What you have to do:
Within the data below, find the string "HSTS" and return each line where it occurs.

Excerpted records:
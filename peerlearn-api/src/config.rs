/// Configuration management for the API server
///
/// This module loads configuration from environment variables and provides
/// a type-safe configuration struct.
///
/// # Environment Variables
///
/// - `DATABASE_URL`: PostgreSQL connection string (required)
/// - `DATABASE_MAX_CONNECTIONS`: Pool size (default: 10)
/// - `RUN_MIGRATIONS`: Apply pending migrations on startup (default: true)
/// - `API_HOST`: Host to bind to (default: 0.0.0.0)
/// - `API_PORT`: Port to bind to (default: 8080)
/// - `CORS_ORIGINS`: Comma-separated allowed origins, `*` for any (default: *)
/// - `PRODUCTION`: Enables HSTS (default: false)
/// - `JWT_SECRET`: Secret key for JWT signing (required, at least 32 chars)
/// - `STORAGE_ROOT`: Directory for uploaded objects (default: ./data/storage)
/// - `STORAGE_MAX_UPLOAD_BYTES`: Upload size limit (default: 10 MiB)
/// - `LOG_FORMAT`: `pretty` or `json` (default: pretty)
/// - `RUST_LOG`: Log filter (default: peerlearn_api=debug,tower_http=debug)
///
/// # Example
///
/// ```no_run
/// use peerlearn_api::config::Config;
///
/// # fn example() -> anyhow::Result<()> {
/// let config = Config::from_env()?;
/// println!("Server will listen on {}:{}", config.api.host, config.api.port);
/// # Ok(())
/// # }
/// ```

use serde::{Deserialize, Serialize};
use std::env;
use std::path::PathBuf;
use std::str::FromStr;

/// Default upload limit: 10 MiB
pub const DEFAULT_MAX_UPLOAD_BYTES: usize = 10 * 1024 * 1024;

/// Complete application configuration
#[derive(Debug, Clone, Serialize, Deserialize)]
pub struct Config {
    /// API server configuration
    pub api: ApiConfig,

    /// Database configuration
    pub database: DatabaseConfig,

    /// JWT configuration
    pub jwt: JwtConfig,

    /// Object storage configuration
    pub storage: StorageConfig,

    /// Log output format
    pub log_format: LogFormat,
}

/// API server configuration
#[derive(Debug, Clone, Serialize, Deserialize)]
pub struct ApiConfig {
    /// Host to bind to
    pub host: String,

    /// Port to bind to
    pub port: u16,

    /// Allowed CORS origins; `*` means permissive
    pub cors_origins: Vec<String>,

    /// Production mode (turns on HSTS)
    pub production: bool,
}

/// Database configuration
#[derive(Debug, Clone, Serialize, Deserialize)]
pub struct DatabaseConfig {
    /// PostgreSQL connection URL
    pub url: String,

    /// Maximum number of connections in pool
    pub max_connections: u32,

    /// Run embedded migrations at startup
    pub run_migrations: bool,
}

/// JWT configuration
#[derive(Debug, Clone, Serialize, Deserialize)]
pub struct JwtConfig {
    /// Secret key for JWT signing
    ///
    /// IMPORTANT: This must be kept secret and should be at least 32 bytes.
    /// Generate with: `openssl rand -hex 32`
    #[serde(skip_serializing)]
    pub secret: String,
}

/// Object storage configuration
#[derive(Debug, Clone, Serialize, Deserialize)]
pub struct StorageConfig {
    /// Root directory of the local object store
    pub root: PathBuf,

    /// Largest accepted upload in bytes
    pub max_upload_bytes: usize,
}

/// Log output format
#[derive(Debug, Clone, Copy, PartialEq, Eq, Serialize, Deserialize)]
#[serde(rename_all = "lowercase")]
pub enum LogFormat {
    Pretty,
    Json,
}

impl FromStr for LogFormat {
    type Err = anyhow::Error;

    fn from_str(s: &str) -> Result<Self, Self::Err> {
        match s.to_ascii_lowercase().as_str() {
            "pretty" | "text" => Ok(LogFormat::Pretty),
            "json" => Ok(LogFormat::Json),
            other => anyhow::bail!("LOG_FORMAT must be 'pretty' or 'json', got '{}'", other),
        }
    }
}

impl Config {
    /// Loads configuration from environment variables
    ///
    /// # Errors
    ///
    /// Returns an error if:
    /// - Required environment variables are missing
    /// - Environment variables have invalid values
    pub fn from_env() -> anyhow::Result<Self> {
        // Load .env file if present (for development)
        dotenvy::dotenv().ok();

        Self::from_lookup(|key| env::var(key).ok())
    }

    /// Builds the configuration from an arbitrary key lookup
    ///
    /// `from_env` passes the process environment; tests pass a map.
    pub fn from_lookup<F>(lookup: F) -> anyhow::Result<Self>
    where
        F: Fn(&str) -> Option<String>,
    {
        let var_or = |key: &str, default: &str| lookup(key).unwrap_or_else(|| default.to_string());

        let api_host = var_or("API_HOST", "0.0.0.0");
        let api_port = var_or("API_PORT", "8080")
            .parse::<u16>()
            .map_err(|e| anyhow::anyhow!("API_PORT is invalid: {}", e))?;

        let cors_origins: Vec<String> = var_or("CORS_ORIGINS", "*")
            .split(',')
            .map(|s| s.trim().to_string())
            .filter(|s| !s.is_empty())
            .collect();

        let production = parse_bool("PRODUCTION", &var_or("PRODUCTION", "false"))?;

        let database_url = lookup("DATABASE_URL")
            .ok_or_else(|| anyhow::anyhow!("DATABASE_URL environment variable is required"))?;

        let max_connections = var_or("DATABASE_MAX_CONNECTIONS", "10")
            .parse::<u32>()
            .map_err(|e| anyhow::anyhow!("DATABASE_MAX_CONNECTIONS is invalid: {}", e))?;

        let run_migrations = parse_bool("RUN_MIGRATIONS", &var_or("RUN_MIGRATIONS", "true"))?;

        let jwt_secret = lookup("JWT_SECRET")
            .ok_or_else(|| anyhow::anyhow!("JWT_SECRET environment variable is required"))?;

        if jwt_secret.len() < 32 {
            anyhow::bail!("JWT_SECRET must be at least 32 characters long");
        }

        let storage_root = PathBuf::from(var_or("STORAGE_ROOT", "./data/storage"));
        let max_upload_bytes = var_or(
            "STORAGE_MAX_UPLOAD_BYTES",
            &DEFAULT_MAX_UPLOAD_BYTES.to_string(),
        )
        .parse::<usize>()
        .map_err(|e| anyhow::anyhow!("STORAGE_MAX_UPLOAD_BYTES is invalid: {}", e))?;

        let log_format = var_or("LOG_FORMAT", "pretty").parse::<LogFormat>()?;

        Ok(Self {
            api: ApiConfig {
                host: api_host,
                port: api_port,
                cors_origins,
                production,
            },
            database: DatabaseConfig {
                url: database_url,
                max_connections,
                run_migrations,
            },
            jwt: JwtConfig {
                secret: jwt_secret,
            },
            storage: StorageConfig {
                root: storage_root,
                max_upload_bytes,
            },
            log_format,
        })
    }

    /// Returns the server bind address
    pub fn bind_address(&self) -> String {
        format!("{}:{}", self.api.host, self.api.port)
    }

    /// True when any origin is allowed
    pub fn cors_is_permissive(&self) -> bool {
        self.api.cors_origins.iter().any(|o| o == "*")
    }
}

fn parse_bool(key: &str, value: &str) -> anyhow::Result<bool> {
    match value.trim().to_ascii_lowercase().as_str() {
        "1" | "true" | "yes" | "on" => Ok(true),
        "0" | "false" | "no" | "off" | "" => Ok(false),
        other => anyhow::bail!("{} must be a boolean, got '{}'", key, other),
    }
}

#[cfg(test)]
mod tests {
    use super::*;
    use std::collections::HashMap;

    const SECRET: &str = "test-secret-key-at-least-32-bytes-long";

    fn load(pairs: &[(&str, &str)]) -> anyhow::Result<Config> {
        let map: HashMap<String, String> = pairs
            .iter()
            .map(|(k, v)| (k.to_string(), v.to_string()))
            .collect();
        Config::from_lookup(|key| map.get(key).cloned())
    }

    #[test]
    fn test_defaults() {
        let config = load(&[
            ("DATABASE_URL", "postgresql://localhost/test"),
            ("JWT_SECRET", SECRET),
        ])
        .unwrap();

        assert_eq!(config.bind_address(), "0.0.0.0:8080");
        assert_eq!(config.database.max_connections, 10);
        assert!(config.database.run_migrations);
        assert!(config.cors_is_permissive());
        assert!(!config.api.production);
        assert_eq!(config.storage.max_upload_bytes, DEFAULT_MAX_UPLOAD_BYTES);
        assert_eq!(config.log_format, LogFormat::Pretty);
    }

    #[test]
    fn test_overrides() {
        let config = load(&[
            ("DATABASE_URL", "postgresql://localhost/test"),
            ("JWT_SECRET", SECRET),
            ("API_HOST", "127.0.0.1"),
            ("API_PORT", "9000"),
            ("CORS_ORIGINS", "https://a.example, https://b.example"),
            ("PRODUCTION", "true"),
            ("RUN_MIGRATIONS", "false"),
            ("STORAGE_ROOT", "/var/lib/peerlearn"),
            ("STORAGE_MAX_UPLOAD_BYTES", "1024"),
            ("LOG_FORMAT", "json"),
        ])
        .unwrap();

        assert_eq!(config.bind_address(), "127.0.0.1:9000");
        assert_eq!(
            config.api.cors_origins,
            vec!["https://a.example", "https://b.example"]
        );
        assert!(!config.cors_is_permissive());
        assert!(config.api.production);
        assert!(!config.database.run_migrations);
        assert_eq!(config.storage.root, PathBuf::from("/var/lib/peerlearn"));
        assert_eq!(config.storage.max_upload_bytes, 1024);
        assert_eq!(config.log_format, LogFormat::Json);
    }

    #[test]
    fn test_missing_required_vars() {
        assert!(load(&[("JWT_SECRET", SECRET)]).is_err());
        assert!(load(&[("DATABASE_URL", "postgresql://localhost/test")]).is_err());
    }

    #[test]
    fn test_short_jwt_secret_rejected() {
        let err = load(&[
            ("DATABASE_URL", "postgresql://localhost/test"),
            ("JWT_SECRET", "too-short"),
        ])
        .unwrap_err();
        assert!(err.to_string().contains("at least 32"));
    }

    #[test]
    fn test_invalid_values_rejected() {
        let base = [
            ("DATABASE_URL", "postgresql://localhost/test"),
            ("JWT_SECRET", SECRET),
        ];

        let mut bad_port = base.to_vec();
        bad_port.push(("API_PORT", "not-a-port"));
        assert!(load(&bad_port).is_err());

        let mut bad_bool = base.to_vec();
        bad_bool.push(("PRODUCTION", "maybe"));
        assert!(load(&bad_bool).is_err());

        let mut bad_format = base.to_vec();
        bad_format.push(("LOG_FORMAT", "xml"));
        assert!(load(&bad_format).is_err());
    }
}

Written answer:
/// - `PRODUCTION`: Enables HSTS (default: false)
    /// Production mode (turns on HSTS)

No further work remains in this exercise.